- [Your goal]: Lines that include the word "lock" should be copied from the listing that follows.

- [Data under study]:
--

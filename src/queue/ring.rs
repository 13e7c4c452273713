//! Growable circular buffer backing [`SingleConsumerQueue`](super::SingleConsumerQueue).
//!
//! The buffer is only ever touched while the owning queue's mutex is held.

/// Circular buffer that grows in fixed buckets and never shrinks.
#[derive(Debug)]
pub(crate) struct RingBuffer<T> {
    slots: Box<[Option<T>]>,
    first: usize,
    len: usize,
    bucket_size: usize,
}

impl<T> RingBuffer<T> {
    pub(crate) fn new(capacity: usize, bucket_size: usize) -> Self {
        Self {
            slots: empty_slots(capacity),
            first: 0,
            len: 0,
            bucket_size: bucket_size.max(1),
        }
    }

    pub(crate) fn len(&self) -> usize { self.len }

    pub(crate) fn is_empty(&self) -> bool { self.len == 0 }

    pub(crate) fn capacity(&self) -> usize { self.slots.len() }

    pub(crate) fn push_back(&mut self, item: T) {
        if self.len == self.capacity() {
            self.grow();
        }
        let index = (self.first + self.len) % self.capacity();
        self.slots[index] = Some(item);
        self.len += 1;
    }

    pub(crate) fn pop_front(&mut self) -> Option<T> {
        if self.len == 0 {
            return None;
        }
        let item = self.slots[self.first].take();
        self.first = (self.first + 1) % self.capacity();
        self.len -= 1;
        item
    }

    /// Keep only the items matching `keep`, compacting them to the front in
    /// their original order.
    pub(crate) fn retain(&mut self, mut keep: impl FnMut(&T) -> bool) {
        let capacity = self.capacity();
        let mut kept = 0;
        for step in 0..self.len {
            let index = (self.first + step) % capacity;
            let Some(item) = self.slots[index].take() else {
                continue;
            };
            if keep(&item) {
                // Compacted slots always trail the read position, so the
                // destination is already vacant.
                let target = (self.first + kept) % capacity;
                self.slots[target] = Some(item);
                kept += 1;
            }
        }
        self.len = kept;
    }

    /// Drop the backing store, returning its pending items in order.
    pub(crate) fn release(&mut self) -> Vec<T> {
        let mut items = Vec::with_capacity(self.len);
        while let Some(item) = self.pop_front() {
            items.push(item);
        }
        self.slots = empty_slots(0);
        self.first = 0;
        items
    }

    /// Reallocate to `capacity + bucket_size`, laying out the current
    /// contents linearly: the slice from `first` to the end, then the
    /// wrapped-around slice, with `first` reset to zero.
    fn grow(&mut self) {
        let capacity = self.capacity();
        let mut grown = empty_slots(capacity + self.bucket_size);
        let (wrapped, head) = self.slots.split_at_mut(self.first);
        for (target, slot) in grown
            .iter_mut()
            .zip(head.iter_mut().chain(wrapped.iter_mut()))
            .take(self.len)
        {
            *target = slot.take();
        }
        self.slots = grown;
        self.first = 0;
    }

    #[cfg(test)]
    pub(crate) fn first(&self) -> usize { self.first }
}

fn empty_slots<T>(capacity: usize) -> Box<[Option<T>]> {
    std::iter::repeat_with(|| None).take(capacity).collect()
}

#[cfg(test)]
mod tests {
    use rstest::rstest;

    use super::RingBuffer;

    fn drain(ring: &mut RingBuffer<u32>) -> Vec<u32> {
        std::iter::from_fn(|| ring.pop_front()).collect()
    }

    #[rstest]
    fn grows_by_bucket_and_keeps_order_across_wrap() {
        let mut ring = RingBuffer::new(4, 3);
        for i in 0..4 {
            ring.push_back(i);
        }
        assert_eq!(ring.pop_front(), Some(0));
        assert_eq!(ring.pop_front(), Some(1));
        ring.push_back(4);
        ring.push_back(5);
        assert_eq!(ring.first(), 2);

        ring.push_back(6);
        assert_eq!(ring.capacity(), 7);
        assert_eq!(ring.first(), 0);
        assert_eq!(drain(&mut ring), vec![2, 3, 4, 5, 6]);
    }

    #[rstest]
    #[case::from_empty(0)]
    #[case::from_one(1)]
    fn grows_from_tiny_capacities(#[case] capacity: usize) {
        let mut ring = RingBuffer::new(capacity, 1);
        for i in 0..10 {
            ring.push_back(i);
        }
        assert_eq!(ring.capacity(), 10);
        assert_eq!(drain(&mut ring), (0..10).collect::<Vec<_>>());
    }

    #[rstest]
    fn retain_compacts_in_order_when_wrapped() {
        let mut ring = RingBuffer::new(5, 5);
        for i in 0..5 {
            ring.push_back(i);
        }
        ring.pop_front();
        ring.pop_front();
        ring.push_back(5);
        ring.push_back(6);
        ring.retain(|item| item % 2 == 0);
        assert_eq!(ring.len(), 3);
        assert_eq!(drain(&mut ring), vec![2, 4, 6]);
    }

    #[rstest]
    fn release_returns_pending_and_frees_store() {
        let mut ring = RingBuffer::new(2, 2);
        ring.push_back(1);
        ring.push_back(2);
        ring.push_back(3);
        assert_eq!(ring.release(), vec![1, 2, 3]);
        assert_eq!(ring.capacity(), 0);
        assert!(ring.is_empty());
    }
}
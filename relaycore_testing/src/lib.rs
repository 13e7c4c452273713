//! Utilities for exercising `relaycore` in tests.
//!
//! - [`ManualExecutor`] parks dispatched tasks so a test decides exactly when
//!   each one runs.
//! - [`CollectingListener`], [`encode_chunks`] and [`drip_feed`] drive the
//!   chunk codec without a socket.
//! - [`RouterHarness`] runs a router on an ephemeral port.
//!
//! ```rust
//! use relaycore::frame::{FrameConfig, FrameReader};
//! use relaycore_testing::{CollectingListener, drip_feed, encode_chunks};
//!
//! let wire = encode_chunks(&[&b"ab"[..], &b"cde"[..]]);
//! let mut reader = FrameReader::new(FrameConfig::default(), CollectingListener::default());
//! drip_feed(&mut reader, &wire, 1).expect("well-formed");
//! assert_eq!(reader.listener().chunks(), [b"ab".to_vec(), b"cde".to_vec()]);
//! ```

pub mod codec;
pub mod executor;
pub mod macros;
#[cfg(not(loom))]
pub mod router;

pub use codec::{CollectingListener, drain_writer, drip_feed, encode_chunks};
pub use executor::ManualExecutor;
#[cfg(not(loom))]
pub use router::RouterHarness;
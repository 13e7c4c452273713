#![cfg(all(feature = "advanced-tests", not(loom)))]
//! Property-based checks of queue ordering under random interleavings.
//!
//! Random sequences of enqueues, processor turns and clears are applied to a
//! [`SingleConsumerQueue`] and to a plain `VecDeque` model; delivered items,
//! pending items and processor starts must agree at every step.

use std::{
    collections::VecDeque,
    sync::{
        Mutex,
        atomic::{AtomicUsize, Ordering},
    },
};

use proptest::prelude::*;
use relaycore::queue::{QueueConfig, QueueHooks, SingleConsumerQueue};

#[derive(Debug, Clone)]
enum Action {
    Enqueue(u8),
    Turn,
    Clear,
}

fn action() -> impl Strategy<Value = Action> {
    prop_oneof![
        6 => any::<u8>().prop_map(Action::Enqueue),
        3 => Just(Action::Turn),
        1 => Just(Action::Clear),
    ]
}

#[derive(Default)]
struct Delivered {
    starts: AtomicUsize,
    items: Mutex<Vec<u8>>,
}

impl QueueHooks<u8> for Delivered {
    fn start_processor(&self) { self.starts.fetch_add(1, Ordering::SeqCst); }

    fn process(&self, batch: Vec<u8>) {
        assert!(!batch.is_empty(), "empty batch delivered");
        self.items.lock().expect("items lock").extend(batch);
    }

    fn keep_on_clear(&self, item: &u8) -> bool { item % 4 == 0 }
}

#[derive(Default)]
struct Model {
    pending: VecDeque<u8>,
    delivered: Vec<u8>,
    active: bool,
    starts: usize,
}

impl Model {
    fn enqueue(&mut self, item: u8) {
        self.pending.push_back(item);
        if !self.active {
            self.active = true;
            self.starts += 1;
        }
    }

    fn turn(&mut self, bulk: usize) -> bool {
        let take = bulk.min(self.pending.len());
        self.delivered.extend(self.pending.drain(..take));
        self.active = !self.pending.is_empty();
        self.active
    }

    fn clear(&mut self) -> usize {
        let before = self.pending.len();
        self.pending.retain(|item| item % 4 == 0);
        before - self.pending.len()
    }
}

proptest! {
    #![proptest_config(ProptestConfig::with_cases(256))]

    #[test]
    fn queue_matches_fifo_model(
        actions in prop::collection::vec(action(), 0..200),
        capacity in 0_usize..8,
        bucket in 1_usize..8,
        bulk in 1_usize..6,
    ) {
        let config = QueueConfig::builder()
            .initial_capacity(capacity)
            .bucket_size(bucket)
            .bulk_size(bulk)
            .build()
            .expect("valid queue config");
        let queue = SingleConsumerQueue::new(config, Delivered::default());
        let mut model = Model::default();

        for action in actions {
            match action {
                Action::Enqueue(item) => {
                    prop_assert!(queue.enqueue(item));
                    model.enqueue(item);
                }
                // Only the active processor may take a turn.
                Action::Turn if model.active => {
                    prop_assert_eq!(queue.dequeue(), model.turn(bulk));
                }
                Action::Turn => {}
                Action::Clear => prop_assert_eq!(queue.clear(), model.clear()),
            }
            prop_assert_eq!(queue.len(), model.pending.len());
            prop_assert_eq!(queue.is_processing(), model.active);
            prop_assert!(queue.capacity() >= queue.len());
        }

        let hooks = queue.hooks();
        prop_assert_eq!(hooks.starts.load(Ordering::SeqCst), model.starts);
        prop_assert_eq!(&*hooks.items.lock().expect("items lock"), &model.delivered);
    }
}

--

- [Expected answer]:
        self.items.lock().expect("items lock").extend(batch);
        prop_assert_eq!(&*hooks.items.lock().expect("items lock"), &model.delivered);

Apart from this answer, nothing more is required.